What you will do:
Look through the entries below and extract exactly the lines from the one containing "Ok(Json(limit))" through the one containing "let port: u16", ends included.

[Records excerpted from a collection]
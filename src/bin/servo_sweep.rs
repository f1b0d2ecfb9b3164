// Ultralytics 🚀 AGPL-3.0 License - https://ultralytics.com/license

/// 云台舵机自检 (Servo Sweep)
///
/// 水平 min → max → min, 然后俯仰 min → max → min, 用于确认接线与方向
///
/// cargo run --bin servo_sweep -- --once        # 扫描一次后回中
/// cargo run --bin servo_sweep -- --mock        # 无硬件,只打印角度
use std::path::PathBuf;

use anyhow::{Context, Result};
use clap::Parser;
use tracing::{info, warn};

use cat_tracker::actuator::pca9685::DEFAULT_ADDRESS;
use cat_tracker::actuator::sweep::{SWEEP_STEP_DEGREES, SWEEP_STEP_DELAY};
use cat_tracker::actuator::{resolve_driver, sweep_once, DriverRequest, SweepOutcome};
use cat_tracker::{ActuatorState, TrackingConfig};

/// 舵机自检参数
#[derive(Parser, Debug)]
#[command(author, version, about = "云台舵机自检", long_about = None)]
struct Args {
    /// 扫描一次后退出
    #[arg(long)]
    once: bool,

    /// 不使用硬件,逐步打印角度
    #[arg(long)]
    mock: bool,

    /// 配置文件 (读取角度范围与通道)
    #[arg(short, long)]
    config: Option<PathBuf>,

    /// I2C 总线号
    #[arg(long, default_value_t = 1)]
    i2c_bus: u8,

    /// PCA9685 地址
    #[arg(long, default_value_t = DEFAULT_ADDRESS)]
    i2c_address: u16,
}

fn main() -> Result<()> {
    let args = Args::parse();
    // 模拟模式下打开 debug, 逐步打印角度
    cat_tracker::init_logging(args.mock);

    let config = match &args.config {
        Some(path) => TrackingConfig::load(path)
            .with_context(|| format!("加载配置失败: {}", path.display()))?,
        None => TrackingConfig::default(),
    };

    info!(
        "🔧 舵机自检 (水平通道 {}, 俯仰通道 {})",
        config.pan.channel, config.tilt.channel
    );
    let request = if args.mock {
        info!("🧪 模拟模式: 不访问硬件");
        DriverRequest::Mock
    } else {
        info!("🔌 使用 PCA9685 (I2C)");
        DriverRequest::Pca9685 {
            bus: args.i2c_bus,
            address: args.i2c_address,
        }
    };
    let (driver, label) = resolve_driver(&request, &config);
    info!("✅ 舵机驱动: {}", label);
    info!("💡 输入 q 并回车或 Ctrl+C 停止");

    let mut actuator = ActuatorState::new(&config, driver);
    let quit = cat_tracker::spawn_quit_listener();

    loop {
        let outcome = sweep_once(&mut actuator, SWEEP_STEP_DEGREES, SWEEP_STEP_DELAY, &quit);
        if outcome == SweepOutcome::Interrupted {
            info!("🛑 已停止");
            break;
        }
        if args.once {
            break;
        }
    }

    for result in actuator.home() {
        if let Some(fault) = result.fault {
            warn!("⚠️ 回中失败: {}", fault);
        }
    }
    info!("🎯 已回中: pan={} tilt={}", config.pan.home, config.tilt.home);

    if let Err(e) = actuator.release() {
        warn!("⚠️ 舵机释放失败: {}", e);
    }
    Ok(())
}
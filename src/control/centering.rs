// Ultralytics 🚀 AGPL-3.0 License - https://ultralytics.com/license

//! 居中误差计算 (Error Computer)

use crate::detection::Point2;

/// 归一化居中误差,各分量范围 [-1, 1]
///
/// `dx > 0`: 目标在画面中心右侧; `dy > 0`: 目标在中心下方
#[derive(Debug, Clone, Copy, PartialEq, Default)]
pub struct CenteringError {
    pub dx: f32,
    pub dy: f32,
}

/// 计算目标中心相对画面中心的归一化误差
///
/// 画面尺寸必须 > 0 (配置校验时保证)。目标中心落在画面外时误差截断到 ±1
pub fn compute_error(center: Point2, frame_width: u32, frame_height: u32) -> CenteringError {
    let half_w = frame_width as f32 / 2.0;
    let half_h = frame_height as f32 / 2.0;
    CenteringError {
        dx: ((center.x - half_w) / half_w).clamp(-1.0, 1.0),
        dy: ((center.y - half_h) / half_h).clamp(-1.0, 1.0),
    }
}
// Ultralytics 🚀 AGPL-3.0 License - https://ultralytics.com/license

//! 图片序列视频源 - 按文件名顺序读取目录中的图片
//!
//! 单张图片解码失败视为单帧读取失败 (跳过该帧),读完全部图片即流结束

use std::fs;
use std::path::{Path, PathBuf};

use tracing::{info, warn};

use super::{Frame, VideoSource};
use crate::error::AcquisitionError;

const IMAGE_EXTENSIONS: [&str; 5] = ["png", "jpg", "jpeg", "bmp", "webp"];

pub struct ImageSequenceSource {
    dir: PathBuf,
    files: Vec<PathBuf>,
    cursor: usize,
    expected_size: Option<(u32, u32)>,
}

impl ImageSequenceSource {
    pub fn new<P: AsRef<Path>>(dir: P) -> Self {
        Self {
            dir: dir.as_ref().to_path_buf(),
            files: Vec::new(),
            cursor: 0,
            expected_size: None,
        }
    }

    /// 与配置尺寸不一致的帧会打印警告 (控制量按配置尺寸计算)
    pub fn with_expected_size(mut self, width: u32, height: u32) -> Self {
        self.expected_size = Some((width, height));
        self
    }

    fn is_image(path: &Path) -> bool {
        path.extension()
            .and_then(|e| e.to_str())
            .map(|e| IMAGE_EXTENSIONS.contains(&e.to_lowercase().as_str()))
            .unwrap_or(false)
    }
}

impl VideoSource for ImageSequenceSource {
    fn open(&mut self) -> Result<(), AcquisitionError> {
        let open_err = |message: String| AcquisitionError::Open {
            source_name: self.dir.display().to_string(),
            message,
        };

        let entries = fs::read_dir(&self.dir).map_err(|e| open_err(e.to_string()))?;
        let mut files: Vec<PathBuf> = entries
            .filter_map(|entry| entry.ok().map(|e| e.path()))
            .filter(|p| p.is_file() && Self::is_image(p))
            .collect();
        files.sort();

        if files.is_empty() {
            return Err(open_err("目录中没有图片".into()));
        }

        info!("📹 图片序列: {} ({}张)", self.dir.display(), files.len());
        self.files = files;
        self.cursor = 0;
        Ok(())
    }

    fn read_frame(&mut self) -> Result<Option<Frame>, AcquisitionError> {
        let Some(path) = self.files.get(self.cursor) else {
            return Ok(None);
        };
        let frame_id = self.cursor as u64;
        self.cursor += 1;

        let image = image::open(path)
            .map_err(|e| AcquisitionError::ReadFailed(format!("{}: {}", path.display(), e)))?
            .to_rgb8();

        if let Some((w, h)) = self.expected_size {
            if image.width() != w || image.height() != h {
                warn!(
                    "⚠️ {} 尺寸 {}x{} 与配置 {}x{} 不一致",
                    path.display(),
                    image.width(),
                    image.height(),
                    w,
                    h
                );
            }
        }

        Ok(Some(Frame::new(frame_id, image)))
    }

    fn release(&mut self) {
        self.files.clear();
        self.cursor = 0;
    }

    fn name(&self) -> &str {
        "image-sequence"
    }
}
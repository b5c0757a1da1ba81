use axum::routing::{delete, get, post};
use axum::Router;
use tower_http::cors::{Any, CorsLayer};
use tower_http::trace::TraceLayer;

use crate::handlers;
use crate::AppState;

pub fn create_router(state: AppState) -> Router {
    // The budgeting frontend is served from a different origin.
    let cors = CorsLayer::new()
        .allow_origin(Any)
        .allow_methods(Any)
        .allow_headers(Any);

    Router::new()
        .route("/health", get(handlers::health))
        .route(
            "/transactions",
            get(handlers::list_transactions).post(handlers::create_transaction),
        )
        .route("/transactions/import", post(handlers::import_statement))
        .route("/transactions/{id}", delete(handlers::delete_transaction))
        .route(
            "/budget-limits",
            get(handlers::list_budget_limits).put(handlers::upsert_budget_limit),
        )
        .route(
            "/budget-limits/{category}",
            delete(handlers::delete_budget_limit),
        )
        .with_state(state)
        .layer(cors)
        .layer(TraceLayer::new_for_http())
}
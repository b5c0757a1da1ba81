use axum::{
    http::StatusCode,
    response::{IntoResponse, Response},
    Json,
};
use serde_json::json;
use thiserror::Error;

pub type Result<T> = std::result::Result<T, ApiError>;

#[derive(Debug, Error)]
pub enum ApiError {
    #[error("kind must be 'income' or 'expense', got '{0}'")]
    InvalidKind(String),

    #[error("amount must be greater than zero")]
    NonPositiveAmount,

    #[error("transaction not found: {0}")]
    TransactionNotFound(i64),

    #[error("budget limit not found: {0}")]
    BudgetLimitNotFound(String),

    #[error("statement upload is missing a 'file' part")]
    MissingFilePart,

    #[error("invalid upload: {0}")]
    InvalidUpload(String),

    #[error("database error: {0}")]
    Database(#[from] sqlx::Error),
}

impl IntoResponse for ApiError {
    fn into_response(self) -> Response {
        let status = match self {
            ApiError::InvalidKind(_)
            | ApiError::NonPositiveAmount
            | ApiError::MissingFilePart
            | ApiError::InvalidUpload(_) => StatusCode::BAD_REQUEST,
            ApiError::TransactionNotFound(_) | ApiError::BudgetLimitNotFound(_) => {
                StatusCode::NOT_FOUND
            }
            ApiError::Database(_) => StatusCode::INTERNAL_SERVER_ERROR,
        };

        let body = Json(json!({ "error": self.to_string() }));

        (status, body).into_response()
    }
}
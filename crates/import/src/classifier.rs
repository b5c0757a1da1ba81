use bolso_core::{Money, TransactionKind, TransactionRecord};
use rust_decimal::Decimal;
use serde::{Deserialize, Serialize};
use thiserror::Error;

use crate::statement::StatementEntry;

/// One entry of the decision list: matches when the upper-cased description
/// contains any of the keywords and, if `kind` is set, the record kind
/// equals it. Rules are evaluated top to bottom and the first match wins,
/// so the order of the list is part of its meaning.
#[derive(Debug, Clone, Serialize, Deserialize)]
pub struct Rule {
    pub category: String,
    pub keywords: Vec<String>,
    #[serde(default, skip_serializing_if = "Option::is_none")]
    pub kind: Option<TransactionKind>,
}

/// What to do when no rule matches. Thresholds are in whole currency units
/// and compared strictly (`amount > threshold`).
#[derive(Debug, Clone, Serialize, Deserialize)]
pub struct FallbackPolicy {
    pub income_threshold: i64,
    pub income_above: String,
    pub income_below: String,
    pub expense_threshold: i64,
    pub expense_above: String,
    pub expense_below: String,
}

/// The full classifier configuration: ordered rules plus the fallback.
/// Loaded once (built-in defaults or a TOML file) and immutable afterwards.
#[derive(Debug, Clone, Serialize, Deserialize)]
pub struct RuleSet {
    pub rules: Vec<Rule>,
    pub fallback: FallbackPolicy,
}

#[derive(Error, Debug)]
pub enum RulesError {
    #[error("failed to parse rules file: {0}")]
    Parse(#[from] toml::de::Error),
}

impl RuleSet {
    pub fn from_toml(content: &str) -> Result<Self, RulesError> {
        Ok(toml::from_str(content)?)
    }
}

fn rule(category: &str, keywords: &[&str]) -> Rule {
    Rule {
        category: category.to_string(),
        keywords: keywords.iter().map(|k| k.to_string()).collect(),
        kind: None,
    }
}

fn kind_rule(category: &str, keywords: &[&str], kind: TransactionKind) -> Rule {
    Rule {
        kind: Some(kind),
        ..rule(category, keywords)
    }
}

impl Default for RuleSet {
    /// The production rule table. Keyword lists are data: new merchants go
    /// here (or in the TOML override), never in the matching code. Rules 11
    /// and 12 both map to "Alimentação" through different vocabularies and
    /// must stay separate entries, or their precedence against
    /// "Compras/Variedades" silently changes.
    fn default() -> Self {
        RuleSet {
            rules: vec![
                rule("Investimentos", &["CDB", "APLICACAO", "RESGATE", "PORQUINHO"]),
                rule("Cartão de Crédito", &["FATURA"]),
                kind_rule(
                    "Salário/Renda",
                    &["SALARIO", "FOLHA DE PAGAMENTO", "PROVENTOS", "PRO LABORE"],
                    TransactionKind::Income,
                ),
                kind_rule(
                    "Contas/Telefonia/Impostos",
                    &["MARIA APARECIDA", "JOSE CARLOS BATISTA"],
                    TransactionKind::Expense,
                ),
                rule(
                    "Contas/Telefonia/Impostos",
                    &["VIVO", "CLARO", "ENEL", "SABESP", "DARF", "IPTU", "IPVA"],
                ),
                rule(
                    "Farmácia/Saúde",
                    &["DROGARIA", "DROGASIL", "FARMACIA", "PANVEL"],
                ),
                rule("Transporte/App", &["UBER", "99APP", "99 POP"]),
                rule("Combustível", &["POSTO", "IPIRANGA", "SHELL", "BR PETROBRAS"]),
                rule("Cerveja/Rolê", &["BOTECO", "CERVEJARIA", "CHOPP", "BAR DO"]),
                rule("Tabaco", &["TABACARIA", "CHARUTARIA"]),
                rule(
                    "Alimentação",
                    &[
                        "SUPERMERCADO",
                        "MERCADINHO",
                        "ATACADAO",
                        "CARREFOUR",
                        "PAO DE ACUCAR",
                        "PADARIA",
                        "HORTIFRUTI",
                    ],
                ),
                rule(
                    "Alimentação",
                    &[
                        "IFOOD",
                        "RESTAURANTE",
                        "LANCHONETE",
                        "MCDONALDS",
                        "BURGER KING",
                        "HABIBS",
                    ],
                ),
                rule(
                    "Compras/Variedades",
                    &[
                        "MAGAZINE LUIZA",
                        "AMERICANAS",
                        "SHOPEE",
                        "AMAZON",
                        "LOJAS RENNER",
                        "HAVAN",
                    ],
                ),
            ],
            fallback: FallbackPolicy {
                income_threshold: 800,
                income_above: "Salário/Renda".to_string(),
                income_below: "Reembolso".to_string(),
                expense_threshold: 100,
                expense_above: "Pix/Transferência".to_string(),
                expense_below: "Consumo Diversos".to_string(),
            },
        }
    }
}

/// First-match-wins decision list over a [`RuleSet`]. Pure and total:
/// every `(description, amount, kind)` maps to exactly one category, the
/// fallback guaranteeing a label when no rule fires.
pub struct Classifier {
    rules: Vec<Rule>,
    fallback: FallbackPolicy,
    income_threshold: Money,
    expense_threshold: Money,
}

impl Classifier {
    pub fn new(rule_set: RuleSet) -> Self {
        // Keywords are upper-cased once here; classify only normalizes
        // the description.
        let rules = rule_set
            .rules
            .into_iter()
            .map(|r| Rule {
                keywords: r.keywords.iter().map(|k| k.to_uppercase()).collect(),
                ..r
            })
            .collect();
        let income_threshold =
            Money::from_decimal(Decimal::from(rule_set.fallback.income_threshold));
        let expense_threshold =
            Money::from_decimal(Decimal::from(rule_set.fallback.expense_threshold));
        Self {
            rules,
            fallback: rule_set.fallback,
            income_threshold,
            expense_threshold,
        }
    }

    pub fn classify(&self, description: &str, amount: Money, kind: TransactionKind) -> String {
        let haystack = description.to_uppercase();

        for rule in &self.rules {
            if let Some(required) = rule.kind {
                if required != kind {
                    continue;
                }
            }
            if rule.keywords.iter().any(|k| haystack.contains(k.as_str())) {
                return rule.category.clone();
            }
        }

        match kind {
            TransactionKind::Income => {
                if amount > self.income_threshold {
                    self.fallback.income_above.clone()
                } else {
                    self.fallback.income_below.clone()
                }
            }
            TransactionKind::Expense => {
                if amount > self.expense_threshold {
                    self.fallback.expense_above.clone()
                } else {
                    self.fallback.expense_below.clone()
                }
            }
        }
    }

    pub fn classify_entry(&self, entry: StatementEntry) -> TransactionRecord {
        let category = self.classify(&entry.description, entry.amount, entry.kind);
        TransactionRecord {
            date: entry.date,
            description: entry.description,
            amount: entry.amount,
            kind: entry.kind,
            category,
        }
    }
}

impl Default for Classifier {
    fn default() -> Self {
        Classifier::new(RuleSet::default())
    }
}
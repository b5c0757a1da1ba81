use chrono::NaiveDate;
use serde::{Deserialize, Serialize};
use std::fmt;

use super::money::Money;

/// Direction of a transaction, derived from the sign of the raw statement
/// value: non-negative amounts are income, negative amounts are expenses.
/// The magnitude lives in [`Money`]; once the kind is set the sign is never
/// needed again.
#[derive(Debug, Clone, Copy, PartialEq, Eq, Serialize, Deserialize)]
#[serde(rename_all = "lowercase")]
pub enum TransactionKind {
    Income,
    Expense,
}

impl TransactionKind {
    pub fn as_str(&self) -> &'static str {
        match self {
            TransactionKind::Income => "income",
            TransactionKind::Expense => "expense",
        }
    }
}

impl fmt::Display for TransactionKind {
    fn fmt(&self, f: &mut fmt::Formatter<'_>) -> fmt::Result {
        f.write_str(self.as_str())
    }
}

impl std::str::FromStr for TransactionKind {
    type Err = String;

    fn from_str(s: &str) -> Result<Self, Self::Err> {
        match s.to_lowercase().as_str() {
            "income" => Ok(TransactionKind::Income),
            "expense" => Ok(TransactionKind::Expense),
            other => Err(format!("unknown transaction kind: '{other}'")),
        }
    }
}

/// A fully classified transaction, ready to be persisted. Exists only for
/// the duration of one import or create call; durable identity is assigned
/// by the storage layer.
#[derive(Debug, Clone, PartialEq, Serialize, Deserialize)]
pub struct TransactionRecord {
    pub date: NaiveDate,
    pub description: String,
    /// Non-negative magnitude after sign extraction.
    pub amount: Money,
    pub kind: TransactionKind,
    /// Never empty; assigned by the classifier or typed by the user.
    pub category: String,
}
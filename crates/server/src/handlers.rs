use axum::extract::{Multipart, Path, Query, State};
use axum::http::StatusCode;
use axum::response::IntoResponse;
use axum::Json;
use bolso_core::{Money, TransactionKind, TransactionRecord};
use bolso_import::import::classify_statement;
use bolso_import::StatementLayout;
use bolso_storage::{BudgetLimit, StoredTransaction};
use chrono::NaiveDate;
use serde::{Deserialize, Serialize};

use crate::error::{ApiError, Result};
use crate::AppState;

#[derive(Debug, Deserialize)]
pub struct CreateTransaction {
    pub description: String,
    pub amount: Money,
    /// Free text on the wire; anything outside {income, expense} is a 400.
    pub kind: String,
    #[serde(default)]
    pub date: Option<NaiveDate>,
    /// Users may type any category; when absent the classifier assigns one.
    #[serde(default)]
    pub category: Option<String>,
}

#[derive(Debug, Serialize)]
pub struct ImportSummary {
    pub imported: u64,
}

#[derive(Debug, Deserialize)]
pub struct ListParams {
    #[serde(default)]
    pub skip: i64,
    #[serde(default = "default_limit")]
    pub limit: i64,
}

fn default_limit() -> i64 {
    100
}

pub async fn health() -> impl IntoResponse {
    Json(serde_json::json!({ "status": "ok" }))
}

pub async fn create_transaction(
    State(state): State<AppState>,
    Json(input): Json<CreateTransaction>,
) -> Result<impl IntoResponse> {
    let kind: TransactionKind = input
        .kind
        .parse()
        .map_err(|_| ApiError::InvalidKind(input.kind.clone()))?;

    if input.amount <= Money::zero() {
        return Err(ApiError::NonPositiveAmount);
    }

    let category = match input.category {
        Some(c) if !c.trim().is_empty() => c,
        _ => state.classifier.classify(&input.description, input.amount, kind),
    };

    let record = TransactionRecord {
        date: input.date.unwrap_or_else(|| chrono::Utc::now().date_naive()),
        description: input.description,
        amount: input.amount,
        kind,
        category,
    };

    let stored = bolso_storage::insert_transaction(&state.db, &record).await?;
    Ok((StatusCode::CREATED, Json(stored)))
}

pub async fn list_transactions(
    State(state): State<AppState>,
    Query(params): Query<ListParams>,
) -> Result<Json<Vec<StoredTransaction>>> {
    let transactions =
        bolso_storage::list_transactions(&state.db, params.skip, params.limit).await?;
    Ok(Json(transactions))
}

pub async fn delete_transaction(
    State(state): State<AppState>,
    Path(id): Path<i64>,
) -> Result<StatusCode> {
    if bolso_storage::delete_transaction(&state.db, id).await? {
        Ok(StatusCode::NO_CONTENT)
    } else {
        Err(ApiError::TransactionNotFound(id))
    }
}

/// One statement per call: the pipeline normalizes and classifies every
/// line it can, the batch goes to storage in one commit, and the response
/// carries the count of records that made it through. Malformed lines are
/// logged by the reader and simply missing from the count.
pub async fn import_statement(
    State(state): State<AppState>,
    mut multipart: Multipart,
) -> Result<Json<ImportSummary>> {
    while let Some(field) = multipart
        .next_field()
        .await
        .map_err(|e| ApiError::InvalidUpload(e.to_string()))?
    {
        if field.name() != Some("file") {
            continue;
        }
        let data = field
            .bytes()
            .await
            .map_err(|e| ApiError::InvalidUpload(e.to_string()))?;

        let records: Vec<TransactionRecord> = classify_statement(
            data.as_ref(),
            StatementLayout::default(),
            state.classifier.as_ref(),
        )
        .collect();

        let imported = bolso_storage::insert_statement_batch(&state.db, &records).await?;
        tracing::info!(imported, "statement import finished");
        return Ok(Json(ImportSummary { imported }));
    }

    Err(ApiError::MissingFilePart)
}

pub async fn list_budget_limits(
    State(state): State<AppState>,
) -> Result<Json<Vec<BudgetLimit>>> {
    let limits = bolso_storage::list_budget_limits(&state.db).await?;
    Ok(Json(limits))
}

pub async fn upsert_budget_limit(
    State(state): State<AppState>,
    Json(limit): Json<BudgetLimit>,
) -> Result<Json<BudgetLimit>> {
    if limit.monthly_limit <= Money::zero() {
        return Err(ApiError::NonPositiveAmount);
    }
    bolso_storage::upsert_budget_limit(&state.db, &limit).await?;
    Ok(Json(limit))
}

pub async fn delete_budget_limit(
    State(state): State<AppState>,
    Path(category): Path<String>,
) -> Result<StatusCode> {
    if bolso_storage::delete_budget_limit(&state.db, &category).await? {
        Ok(StatusCode::NO_CONTENT)
    } else {
        Err(ApiError::BudgetLimitNotFound(category))
    }
}
use std::net::SocketAddr;
use std::path::Path;
use std::sync::Arc;

use bolso_import::{Classifier, RuleSet};
use bolso_server::{create_router, AppState};

#[tokio::main]
async fn main() -> anyhow::Result<()> {
    tracing_subscriber::fmt()
        .with_env_filter(
            tracing_subscriber::EnvFilter::try_from_default_env()
                .unwrap_or_else(|_| "bolso_server=debug,tower_http=debug".into()),
        )
        .init();

    let db_path = std::env::var("BOLSO_DB").unwrap_or_else(|_| "bolso.db".to_string());
    let db = bolso_storage::create_db(Path::new(&db_path)).await?;

    // Classifier rules come from a TOML file when one is configured,
    // otherwise the built-in table.
    let rule_set = match std::env::var("BOLSO_RULES") {
        Ok(path) => {
            tracing::info!(%path, "loading classifier rules");
            let content = std::fs::read_to_string(&path)?;
            RuleSet::from_toml(&content)?
        }
        Err(_) => RuleSet::default(),
    };

    let state = AppState {
        db,
        classifier: Arc::new(Classifier::new(rule_set)),
    };

    let host = std::env::var("BOLSO_HOST").unwrap_or_else(|_| "127.0.0.1".to_string());
    let port: u16 = std::env::var("BOLSO_PORT")
        .unwrap_or_else(|_| "8000".to_string())
        .parse()
        .unwrap_or(8000);
    let addr = format!("{host}:{port}").parse::<SocketAddr>()?;

    tracing::info!("listening on http://{addr}");
    let listener = tokio::net::TcpListener::bind(addr).await?;
    axum::serve(listener, create_router(state)).await?;

    Ok(())
}
pub mod classifier;
pub mod statement;

pub use classifier::{Classifier, FallbackPolicy, Rule, RuleSet, RulesError};
pub use statement::{LineError, StatementEntry, StatementLayout, StatementReader};

pub mod import {
    use std::io::Read;

    use bolso_core::TransactionRecord;

    use crate::classifier::Classifier;
    use crate::statement::{StatementLayout, StatementReader};

    /// Parse one statement document and classify every entry that survives
    /// normalization. Lazy and single-pass: entries stream straight from
    /// the reader through the classifier. Malformed lines are logged and
    /// skipped inside the reader; the caller only ever sees good records.
    pub fn classify_statement<'a, R: Read + 'a>(
        data: R,
        layout: StatementLayout,
        classifier: &'a Classifier,
    ) -> impl Iterator<Item = TransactionRecord> + 'a {
        StatementReader::new(data, layout).map(move |entry| classifier.classify_entry(entry))
    }
}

Task result:
    Ok(Json(limit))
}

pub async fn delete_budget_limit(
    State(state): State<AppState>,
    Path(category): Path<String>,
) -> Result<StatusCode> {
    if bolso_storage::delete_budget_limit(&state.db, &category).await? {
        Ok(StatusCode::NO_CONTENT)
    } else {
        Err(ApiError::BudgetLimitNotFound(category))
    }
}
use std::net::SocketAddr;
use std::path::Path;
use std::sync::Arc;

use bolso_import::{Classifier, RuleSet};
use bolso_server::{create_router, AppState};

#[tokio::main]
async fn main() -> anyhow::Result<()> {
    tracing_subscriber::fmt()
        .with_env_filter(
            tracing_subscriber::EnvFilter::try_from_default_env()
                .unwrap_or_else(|_| "bolso_server=debug,tower_http=debug".into()),
        )
        .init();

    let db_path = std::env::var("BOLSO_DB").unwrap_or_else(|_| "bolso.db".to_string());
    let db = bolso_storage::create_db(Path::new(&db_path)).await?;

    // Classifier rules come from a TOML file when one is configured,
    // otherwise the built-in table.
    let rule_set = match std::env::var("BOLSO_RULES") {
        Ok(path) => {
            tracing::info!(%path, "loading classifier rules");
            let content = std::fs::read_to_string(&path)?;
            RuleSet::from_toml(&content)?
        }
        Err(_) => RuleSet::default(),
    };

    let state = AppState {
        db,
        classifier: Arc::new(Classifier::new(rule_set)),
    };

    let host = std::env::var("BOLSO_HOST").unwrap_or_else(|_| "127.0.0.1".to_string());
    let port: u16 = std::env::var("BOLSO_PORT")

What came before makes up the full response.